• _What you need to do_
Take the entries below and print only the lines from the one with "use crate::types::DiscoveredEndpoints;" through the one with "let cache = self.cache.read().await;", exactly as they stand, both ends included.

• _Records for the task_
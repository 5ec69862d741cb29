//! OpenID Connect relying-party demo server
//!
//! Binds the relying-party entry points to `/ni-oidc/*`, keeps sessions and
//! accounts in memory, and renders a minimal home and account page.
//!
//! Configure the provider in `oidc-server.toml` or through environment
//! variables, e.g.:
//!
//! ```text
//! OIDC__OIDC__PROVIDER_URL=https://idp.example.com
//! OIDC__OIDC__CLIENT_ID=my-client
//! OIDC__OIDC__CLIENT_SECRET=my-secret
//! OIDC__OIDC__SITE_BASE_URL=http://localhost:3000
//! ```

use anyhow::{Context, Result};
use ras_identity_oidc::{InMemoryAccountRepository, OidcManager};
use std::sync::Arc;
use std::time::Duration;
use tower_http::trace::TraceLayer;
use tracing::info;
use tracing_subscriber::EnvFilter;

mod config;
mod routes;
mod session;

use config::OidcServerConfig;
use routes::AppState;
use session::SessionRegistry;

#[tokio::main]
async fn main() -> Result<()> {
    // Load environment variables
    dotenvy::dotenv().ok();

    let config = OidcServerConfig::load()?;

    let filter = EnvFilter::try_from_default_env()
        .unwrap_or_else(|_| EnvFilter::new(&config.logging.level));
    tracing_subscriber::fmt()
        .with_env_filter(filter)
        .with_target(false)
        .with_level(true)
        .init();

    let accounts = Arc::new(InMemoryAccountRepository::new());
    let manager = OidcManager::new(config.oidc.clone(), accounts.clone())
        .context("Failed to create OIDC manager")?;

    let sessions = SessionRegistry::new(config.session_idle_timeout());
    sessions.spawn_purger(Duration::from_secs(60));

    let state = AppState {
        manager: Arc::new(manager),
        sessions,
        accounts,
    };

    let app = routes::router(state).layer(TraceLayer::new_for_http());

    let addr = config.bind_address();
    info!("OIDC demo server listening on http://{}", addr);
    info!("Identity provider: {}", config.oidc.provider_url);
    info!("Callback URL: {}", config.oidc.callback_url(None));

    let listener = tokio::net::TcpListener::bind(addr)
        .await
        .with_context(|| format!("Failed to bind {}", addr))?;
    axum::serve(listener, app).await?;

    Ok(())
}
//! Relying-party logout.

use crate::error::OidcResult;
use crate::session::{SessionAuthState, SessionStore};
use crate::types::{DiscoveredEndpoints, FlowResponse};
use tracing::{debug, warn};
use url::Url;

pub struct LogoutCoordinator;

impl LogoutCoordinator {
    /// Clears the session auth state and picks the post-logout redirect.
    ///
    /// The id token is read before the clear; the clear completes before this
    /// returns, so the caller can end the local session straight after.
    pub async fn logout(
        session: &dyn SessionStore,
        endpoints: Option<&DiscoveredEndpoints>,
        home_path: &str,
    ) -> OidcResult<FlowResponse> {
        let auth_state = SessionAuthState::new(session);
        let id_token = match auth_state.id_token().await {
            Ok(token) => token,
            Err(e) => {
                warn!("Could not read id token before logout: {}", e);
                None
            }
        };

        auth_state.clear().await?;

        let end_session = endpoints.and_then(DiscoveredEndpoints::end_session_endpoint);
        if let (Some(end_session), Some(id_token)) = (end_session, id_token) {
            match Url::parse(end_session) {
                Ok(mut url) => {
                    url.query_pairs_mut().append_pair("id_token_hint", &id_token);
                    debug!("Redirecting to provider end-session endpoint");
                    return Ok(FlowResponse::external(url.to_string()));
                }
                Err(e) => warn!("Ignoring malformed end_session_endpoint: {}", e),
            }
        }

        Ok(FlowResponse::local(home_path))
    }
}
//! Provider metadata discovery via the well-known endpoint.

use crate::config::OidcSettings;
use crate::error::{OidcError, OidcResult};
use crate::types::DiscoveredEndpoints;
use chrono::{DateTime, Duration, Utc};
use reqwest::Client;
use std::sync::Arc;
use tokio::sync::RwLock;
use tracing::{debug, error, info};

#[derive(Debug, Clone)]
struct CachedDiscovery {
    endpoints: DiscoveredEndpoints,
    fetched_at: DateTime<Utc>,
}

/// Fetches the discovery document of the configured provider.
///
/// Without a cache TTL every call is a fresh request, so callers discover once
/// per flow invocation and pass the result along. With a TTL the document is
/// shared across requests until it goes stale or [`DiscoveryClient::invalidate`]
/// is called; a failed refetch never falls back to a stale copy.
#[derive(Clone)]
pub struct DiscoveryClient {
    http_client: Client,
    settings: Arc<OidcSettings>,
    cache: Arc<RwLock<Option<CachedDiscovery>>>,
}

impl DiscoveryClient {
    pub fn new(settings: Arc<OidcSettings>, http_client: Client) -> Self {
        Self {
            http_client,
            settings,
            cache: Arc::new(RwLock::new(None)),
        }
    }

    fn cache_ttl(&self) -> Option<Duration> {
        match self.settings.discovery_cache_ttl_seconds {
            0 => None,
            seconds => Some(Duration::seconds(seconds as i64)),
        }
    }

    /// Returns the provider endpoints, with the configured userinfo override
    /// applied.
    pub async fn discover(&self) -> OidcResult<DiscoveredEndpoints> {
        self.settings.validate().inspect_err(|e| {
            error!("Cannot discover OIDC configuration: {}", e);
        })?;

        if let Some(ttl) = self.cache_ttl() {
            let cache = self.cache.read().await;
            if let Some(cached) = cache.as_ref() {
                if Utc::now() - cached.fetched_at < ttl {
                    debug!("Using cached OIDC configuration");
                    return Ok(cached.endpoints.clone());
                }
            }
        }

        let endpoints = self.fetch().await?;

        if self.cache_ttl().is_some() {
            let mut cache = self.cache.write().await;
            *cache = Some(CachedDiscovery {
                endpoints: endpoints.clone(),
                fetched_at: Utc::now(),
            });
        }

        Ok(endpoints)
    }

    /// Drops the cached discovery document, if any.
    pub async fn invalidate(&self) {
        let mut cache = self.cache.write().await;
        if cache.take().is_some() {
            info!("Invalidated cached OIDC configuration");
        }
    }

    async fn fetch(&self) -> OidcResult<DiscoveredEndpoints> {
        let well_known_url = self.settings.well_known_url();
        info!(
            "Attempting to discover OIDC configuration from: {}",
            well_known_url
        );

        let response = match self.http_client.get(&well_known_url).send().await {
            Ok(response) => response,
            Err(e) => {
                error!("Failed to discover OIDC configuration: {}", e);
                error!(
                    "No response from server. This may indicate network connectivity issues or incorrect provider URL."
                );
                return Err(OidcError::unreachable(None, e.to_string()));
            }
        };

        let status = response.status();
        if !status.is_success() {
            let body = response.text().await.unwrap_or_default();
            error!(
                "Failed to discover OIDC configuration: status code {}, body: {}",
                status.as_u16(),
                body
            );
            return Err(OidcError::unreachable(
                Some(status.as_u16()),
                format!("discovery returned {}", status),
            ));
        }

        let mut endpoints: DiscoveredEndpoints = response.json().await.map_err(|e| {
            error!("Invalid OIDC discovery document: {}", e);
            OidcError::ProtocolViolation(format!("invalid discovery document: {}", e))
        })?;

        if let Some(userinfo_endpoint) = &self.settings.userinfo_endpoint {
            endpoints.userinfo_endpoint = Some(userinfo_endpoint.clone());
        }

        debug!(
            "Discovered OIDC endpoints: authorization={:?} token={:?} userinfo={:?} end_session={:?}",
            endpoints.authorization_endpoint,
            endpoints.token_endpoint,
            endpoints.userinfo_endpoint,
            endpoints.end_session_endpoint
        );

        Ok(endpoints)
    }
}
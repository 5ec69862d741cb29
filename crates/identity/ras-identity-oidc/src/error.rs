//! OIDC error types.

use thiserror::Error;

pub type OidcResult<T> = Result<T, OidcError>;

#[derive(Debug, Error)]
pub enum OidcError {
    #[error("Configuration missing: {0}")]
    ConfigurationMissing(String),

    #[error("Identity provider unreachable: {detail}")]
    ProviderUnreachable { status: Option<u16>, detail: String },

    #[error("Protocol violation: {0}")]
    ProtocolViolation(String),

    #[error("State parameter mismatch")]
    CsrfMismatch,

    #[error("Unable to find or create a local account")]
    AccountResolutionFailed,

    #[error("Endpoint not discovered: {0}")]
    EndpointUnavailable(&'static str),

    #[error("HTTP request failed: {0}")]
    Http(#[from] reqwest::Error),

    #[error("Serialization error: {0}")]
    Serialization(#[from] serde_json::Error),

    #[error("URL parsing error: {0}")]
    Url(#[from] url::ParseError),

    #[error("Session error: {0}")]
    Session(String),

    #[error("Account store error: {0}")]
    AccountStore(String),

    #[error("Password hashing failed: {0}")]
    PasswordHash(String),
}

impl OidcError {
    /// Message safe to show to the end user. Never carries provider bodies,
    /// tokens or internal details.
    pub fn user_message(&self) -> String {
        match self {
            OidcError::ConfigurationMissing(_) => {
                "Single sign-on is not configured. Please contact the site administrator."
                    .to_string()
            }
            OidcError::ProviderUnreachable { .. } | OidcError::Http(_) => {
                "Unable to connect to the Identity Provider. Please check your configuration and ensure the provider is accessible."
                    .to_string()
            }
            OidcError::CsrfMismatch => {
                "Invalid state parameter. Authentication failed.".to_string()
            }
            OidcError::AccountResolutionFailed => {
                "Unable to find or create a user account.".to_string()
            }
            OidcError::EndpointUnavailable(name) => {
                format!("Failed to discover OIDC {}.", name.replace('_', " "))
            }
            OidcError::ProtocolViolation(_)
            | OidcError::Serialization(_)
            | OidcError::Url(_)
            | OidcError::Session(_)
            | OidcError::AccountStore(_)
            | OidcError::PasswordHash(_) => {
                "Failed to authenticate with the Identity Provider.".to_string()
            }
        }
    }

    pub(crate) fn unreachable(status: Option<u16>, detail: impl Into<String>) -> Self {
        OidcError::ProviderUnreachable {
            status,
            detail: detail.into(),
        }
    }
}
---
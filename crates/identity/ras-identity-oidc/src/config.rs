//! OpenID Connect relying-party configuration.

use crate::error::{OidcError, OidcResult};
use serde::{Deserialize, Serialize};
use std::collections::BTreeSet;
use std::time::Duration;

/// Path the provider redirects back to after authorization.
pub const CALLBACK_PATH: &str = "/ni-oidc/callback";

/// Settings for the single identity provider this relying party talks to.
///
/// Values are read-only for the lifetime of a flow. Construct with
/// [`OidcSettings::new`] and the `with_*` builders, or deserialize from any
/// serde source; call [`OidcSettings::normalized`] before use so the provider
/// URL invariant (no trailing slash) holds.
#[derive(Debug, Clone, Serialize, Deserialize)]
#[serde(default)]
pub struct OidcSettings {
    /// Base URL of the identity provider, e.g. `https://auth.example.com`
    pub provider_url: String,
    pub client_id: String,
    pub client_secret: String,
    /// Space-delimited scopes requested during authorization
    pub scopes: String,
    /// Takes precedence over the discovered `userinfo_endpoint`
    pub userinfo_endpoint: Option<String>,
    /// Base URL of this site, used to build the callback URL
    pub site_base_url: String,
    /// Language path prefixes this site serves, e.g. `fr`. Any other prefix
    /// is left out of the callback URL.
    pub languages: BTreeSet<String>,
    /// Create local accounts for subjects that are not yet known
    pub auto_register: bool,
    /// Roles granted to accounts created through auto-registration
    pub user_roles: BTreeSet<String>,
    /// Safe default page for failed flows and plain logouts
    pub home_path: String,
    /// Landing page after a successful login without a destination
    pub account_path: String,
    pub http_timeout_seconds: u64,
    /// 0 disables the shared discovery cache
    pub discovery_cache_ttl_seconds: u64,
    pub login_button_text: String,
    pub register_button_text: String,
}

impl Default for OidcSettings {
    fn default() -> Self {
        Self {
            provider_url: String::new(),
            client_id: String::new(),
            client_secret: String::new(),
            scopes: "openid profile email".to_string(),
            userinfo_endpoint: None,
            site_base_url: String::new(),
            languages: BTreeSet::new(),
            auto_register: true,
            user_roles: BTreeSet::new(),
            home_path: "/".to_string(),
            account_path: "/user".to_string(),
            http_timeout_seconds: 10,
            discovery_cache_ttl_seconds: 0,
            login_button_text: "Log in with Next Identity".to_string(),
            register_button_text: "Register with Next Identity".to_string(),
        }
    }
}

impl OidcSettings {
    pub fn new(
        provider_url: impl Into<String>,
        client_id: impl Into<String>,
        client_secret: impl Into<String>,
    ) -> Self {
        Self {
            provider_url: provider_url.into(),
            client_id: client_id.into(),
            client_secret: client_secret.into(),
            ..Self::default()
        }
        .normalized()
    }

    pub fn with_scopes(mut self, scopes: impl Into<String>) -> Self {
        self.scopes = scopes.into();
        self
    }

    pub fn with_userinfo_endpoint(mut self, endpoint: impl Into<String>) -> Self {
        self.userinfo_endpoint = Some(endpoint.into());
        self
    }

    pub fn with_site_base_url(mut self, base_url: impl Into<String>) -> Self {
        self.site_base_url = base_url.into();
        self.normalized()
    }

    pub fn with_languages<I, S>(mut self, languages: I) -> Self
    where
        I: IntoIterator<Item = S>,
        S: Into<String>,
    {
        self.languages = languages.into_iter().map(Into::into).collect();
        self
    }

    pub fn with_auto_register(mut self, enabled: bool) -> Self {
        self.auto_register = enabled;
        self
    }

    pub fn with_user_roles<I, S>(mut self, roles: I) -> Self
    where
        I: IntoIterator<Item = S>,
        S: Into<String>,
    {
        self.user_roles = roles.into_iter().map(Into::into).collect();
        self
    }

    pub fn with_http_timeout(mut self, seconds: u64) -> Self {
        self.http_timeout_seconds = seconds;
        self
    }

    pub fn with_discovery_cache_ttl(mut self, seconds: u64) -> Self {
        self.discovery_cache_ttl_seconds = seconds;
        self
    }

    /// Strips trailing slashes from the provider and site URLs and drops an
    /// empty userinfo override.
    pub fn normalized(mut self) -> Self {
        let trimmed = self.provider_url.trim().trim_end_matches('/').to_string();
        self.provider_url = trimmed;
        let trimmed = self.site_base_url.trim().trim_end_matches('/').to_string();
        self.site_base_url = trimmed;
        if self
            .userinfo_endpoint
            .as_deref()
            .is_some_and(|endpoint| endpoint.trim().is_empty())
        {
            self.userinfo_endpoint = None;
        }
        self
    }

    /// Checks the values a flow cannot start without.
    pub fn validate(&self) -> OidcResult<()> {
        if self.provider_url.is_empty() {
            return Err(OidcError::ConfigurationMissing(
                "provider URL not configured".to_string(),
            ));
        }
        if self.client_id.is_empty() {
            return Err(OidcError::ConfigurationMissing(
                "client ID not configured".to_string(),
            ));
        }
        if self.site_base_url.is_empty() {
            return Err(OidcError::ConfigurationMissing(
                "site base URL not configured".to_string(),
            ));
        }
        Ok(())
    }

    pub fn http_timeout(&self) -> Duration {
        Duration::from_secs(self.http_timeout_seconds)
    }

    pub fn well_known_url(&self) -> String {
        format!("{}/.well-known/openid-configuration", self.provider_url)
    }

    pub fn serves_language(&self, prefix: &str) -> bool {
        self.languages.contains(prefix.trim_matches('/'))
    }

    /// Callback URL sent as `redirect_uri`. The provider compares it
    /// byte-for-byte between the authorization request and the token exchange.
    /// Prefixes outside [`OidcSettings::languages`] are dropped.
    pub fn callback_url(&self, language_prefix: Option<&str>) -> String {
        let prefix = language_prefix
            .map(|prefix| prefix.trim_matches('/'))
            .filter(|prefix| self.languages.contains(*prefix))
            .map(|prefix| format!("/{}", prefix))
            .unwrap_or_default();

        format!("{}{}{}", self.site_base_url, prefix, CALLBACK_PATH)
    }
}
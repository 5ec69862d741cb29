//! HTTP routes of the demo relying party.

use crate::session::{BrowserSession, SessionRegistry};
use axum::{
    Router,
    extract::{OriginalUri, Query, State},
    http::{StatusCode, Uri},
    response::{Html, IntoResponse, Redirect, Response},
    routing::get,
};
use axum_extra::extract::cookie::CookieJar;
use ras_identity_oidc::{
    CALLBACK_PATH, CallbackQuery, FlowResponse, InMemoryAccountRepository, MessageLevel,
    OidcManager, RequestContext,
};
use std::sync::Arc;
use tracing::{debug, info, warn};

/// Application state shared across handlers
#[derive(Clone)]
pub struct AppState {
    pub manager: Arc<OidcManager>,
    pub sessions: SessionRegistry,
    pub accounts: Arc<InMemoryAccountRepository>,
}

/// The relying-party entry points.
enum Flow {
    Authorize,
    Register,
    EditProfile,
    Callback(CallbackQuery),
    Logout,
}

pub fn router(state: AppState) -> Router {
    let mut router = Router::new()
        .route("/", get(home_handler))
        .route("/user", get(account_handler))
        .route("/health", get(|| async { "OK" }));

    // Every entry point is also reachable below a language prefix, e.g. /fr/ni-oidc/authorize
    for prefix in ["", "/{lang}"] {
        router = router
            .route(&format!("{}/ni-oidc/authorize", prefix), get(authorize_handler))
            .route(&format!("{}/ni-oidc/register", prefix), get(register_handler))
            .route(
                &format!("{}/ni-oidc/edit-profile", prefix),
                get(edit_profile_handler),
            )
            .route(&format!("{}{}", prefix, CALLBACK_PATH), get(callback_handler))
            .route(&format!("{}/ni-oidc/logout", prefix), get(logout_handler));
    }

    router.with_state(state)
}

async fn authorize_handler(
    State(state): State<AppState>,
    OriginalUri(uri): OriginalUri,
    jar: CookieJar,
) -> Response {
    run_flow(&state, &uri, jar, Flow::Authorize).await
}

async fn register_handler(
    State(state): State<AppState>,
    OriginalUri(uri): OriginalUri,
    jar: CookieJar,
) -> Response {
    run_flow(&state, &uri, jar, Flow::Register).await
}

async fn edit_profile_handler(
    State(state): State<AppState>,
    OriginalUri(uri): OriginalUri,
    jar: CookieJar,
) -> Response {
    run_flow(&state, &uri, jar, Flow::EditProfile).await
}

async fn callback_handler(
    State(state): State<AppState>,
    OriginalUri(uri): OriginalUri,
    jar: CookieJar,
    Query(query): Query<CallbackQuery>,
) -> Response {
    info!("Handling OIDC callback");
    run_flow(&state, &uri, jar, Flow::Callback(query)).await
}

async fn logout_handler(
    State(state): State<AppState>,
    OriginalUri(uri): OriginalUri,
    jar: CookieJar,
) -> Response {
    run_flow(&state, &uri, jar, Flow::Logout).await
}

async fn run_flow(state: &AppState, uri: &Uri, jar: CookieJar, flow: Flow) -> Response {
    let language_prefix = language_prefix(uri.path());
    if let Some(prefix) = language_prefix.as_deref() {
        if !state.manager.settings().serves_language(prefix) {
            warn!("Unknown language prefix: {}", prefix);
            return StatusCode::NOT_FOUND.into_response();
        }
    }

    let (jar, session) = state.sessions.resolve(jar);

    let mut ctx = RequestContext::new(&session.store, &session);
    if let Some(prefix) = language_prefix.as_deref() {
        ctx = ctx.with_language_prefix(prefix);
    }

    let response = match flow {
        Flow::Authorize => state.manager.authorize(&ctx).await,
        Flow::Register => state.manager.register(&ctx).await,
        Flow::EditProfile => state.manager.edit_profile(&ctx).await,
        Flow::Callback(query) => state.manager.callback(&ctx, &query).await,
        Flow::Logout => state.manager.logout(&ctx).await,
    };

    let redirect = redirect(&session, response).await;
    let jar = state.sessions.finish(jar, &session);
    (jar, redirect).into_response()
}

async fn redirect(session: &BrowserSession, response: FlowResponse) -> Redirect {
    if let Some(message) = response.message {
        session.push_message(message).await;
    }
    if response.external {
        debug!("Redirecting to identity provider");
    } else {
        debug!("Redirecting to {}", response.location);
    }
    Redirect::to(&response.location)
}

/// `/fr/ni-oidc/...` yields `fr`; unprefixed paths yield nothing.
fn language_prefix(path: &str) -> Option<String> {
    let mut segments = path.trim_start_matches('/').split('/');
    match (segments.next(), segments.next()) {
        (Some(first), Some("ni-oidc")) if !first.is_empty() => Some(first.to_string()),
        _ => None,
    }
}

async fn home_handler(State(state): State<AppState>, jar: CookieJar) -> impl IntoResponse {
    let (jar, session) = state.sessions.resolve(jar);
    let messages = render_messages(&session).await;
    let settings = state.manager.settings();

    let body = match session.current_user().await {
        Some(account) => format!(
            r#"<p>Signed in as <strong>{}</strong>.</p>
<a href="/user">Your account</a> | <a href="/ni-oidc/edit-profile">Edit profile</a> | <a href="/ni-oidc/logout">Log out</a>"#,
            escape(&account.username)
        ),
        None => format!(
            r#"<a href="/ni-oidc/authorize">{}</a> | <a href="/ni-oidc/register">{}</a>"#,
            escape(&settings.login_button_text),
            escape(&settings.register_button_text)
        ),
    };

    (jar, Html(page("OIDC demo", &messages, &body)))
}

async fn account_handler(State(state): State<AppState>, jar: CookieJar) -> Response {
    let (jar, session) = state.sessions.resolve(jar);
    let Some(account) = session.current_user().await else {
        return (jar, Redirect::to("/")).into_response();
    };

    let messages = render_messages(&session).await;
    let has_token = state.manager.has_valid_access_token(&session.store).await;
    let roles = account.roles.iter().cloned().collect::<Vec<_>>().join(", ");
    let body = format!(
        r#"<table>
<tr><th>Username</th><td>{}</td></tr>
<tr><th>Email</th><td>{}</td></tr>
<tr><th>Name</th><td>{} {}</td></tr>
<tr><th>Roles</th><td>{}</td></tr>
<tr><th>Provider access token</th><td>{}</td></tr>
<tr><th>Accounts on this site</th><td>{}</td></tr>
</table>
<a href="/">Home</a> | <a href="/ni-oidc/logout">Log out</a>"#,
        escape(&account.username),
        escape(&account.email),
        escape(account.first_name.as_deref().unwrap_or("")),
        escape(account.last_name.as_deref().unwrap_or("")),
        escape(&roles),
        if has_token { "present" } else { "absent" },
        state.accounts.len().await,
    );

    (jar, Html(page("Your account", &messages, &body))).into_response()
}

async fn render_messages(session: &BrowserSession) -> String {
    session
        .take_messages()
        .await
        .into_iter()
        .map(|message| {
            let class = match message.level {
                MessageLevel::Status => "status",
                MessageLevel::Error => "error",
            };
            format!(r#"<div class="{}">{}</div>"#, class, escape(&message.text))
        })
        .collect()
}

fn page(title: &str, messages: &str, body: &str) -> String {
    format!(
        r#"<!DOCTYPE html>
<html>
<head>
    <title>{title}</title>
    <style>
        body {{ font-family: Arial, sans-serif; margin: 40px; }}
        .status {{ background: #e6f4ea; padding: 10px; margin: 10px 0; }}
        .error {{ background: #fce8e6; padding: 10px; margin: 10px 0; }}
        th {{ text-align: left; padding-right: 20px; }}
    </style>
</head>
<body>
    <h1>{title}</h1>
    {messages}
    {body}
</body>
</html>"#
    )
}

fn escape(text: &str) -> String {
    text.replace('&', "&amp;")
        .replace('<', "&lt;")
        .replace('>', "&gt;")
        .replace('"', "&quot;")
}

• _Solution to this problem_
use crate::types::DiscoveredEndpoints;
use chrono::{DateTime, Duration, Utc};
use reqwest::Client;
use std::sync::Arc;
use tokio::sync::RwLock;
use tracing::{debug, error, info};

#[derive(Debug, Clone)]
struct CachedDiscovery {
    endpoints: DiscoveredEndpoints,
    fetched_at: DateTime<Utc>,
}

/// Fetches the discovery document of the configured provider.
///
/// Without a cache TTL every call is a fresh request, so callers discover once
/// per flow invocation and pass the result along. With a TTL the document is
/// shared across requests until it goes stale or [`DiscoveryClient::invalidate`]
/// is called; a failed refetch never falls back to a stale copy.
#[derive(Clone)]
pub struct DiscoveryClient {
    http_client: Client,
    settings: Arc<OidcSettings>,
    cache: Arc<RwLock<Option<CachedDiscovery>>>,
}

impl DiscoveryClient {
    pub fn new(settings: Arc<OidcSettings>, http_client: Client) -> Self {
        Self {
            http_client,
            settings,
            cache: Arc::new(RwLock::new(None)),
        }
    }

    fn cache_ttl(&self) -> Option<Duration> {
        match self.settings.discovery_cache_ttl_seconds {
            0 => None,
            seconds => Some(Duration::seconds(seconds as i64)),
        }
    }

    /// Returns the provider endpoints, with the configured userinfo override
    /// applied.
    pub async fn discover(&self) -> OidcResult<DiscoveredEndpoints> {
        self.settings.validate().inspect_err(|e| {
            error!("Cannot discover OIDC configuration: {}", e);
        })?;

        if let Some(ttl) = self.cache_ttl() {
            let cache = self.cache.read().await;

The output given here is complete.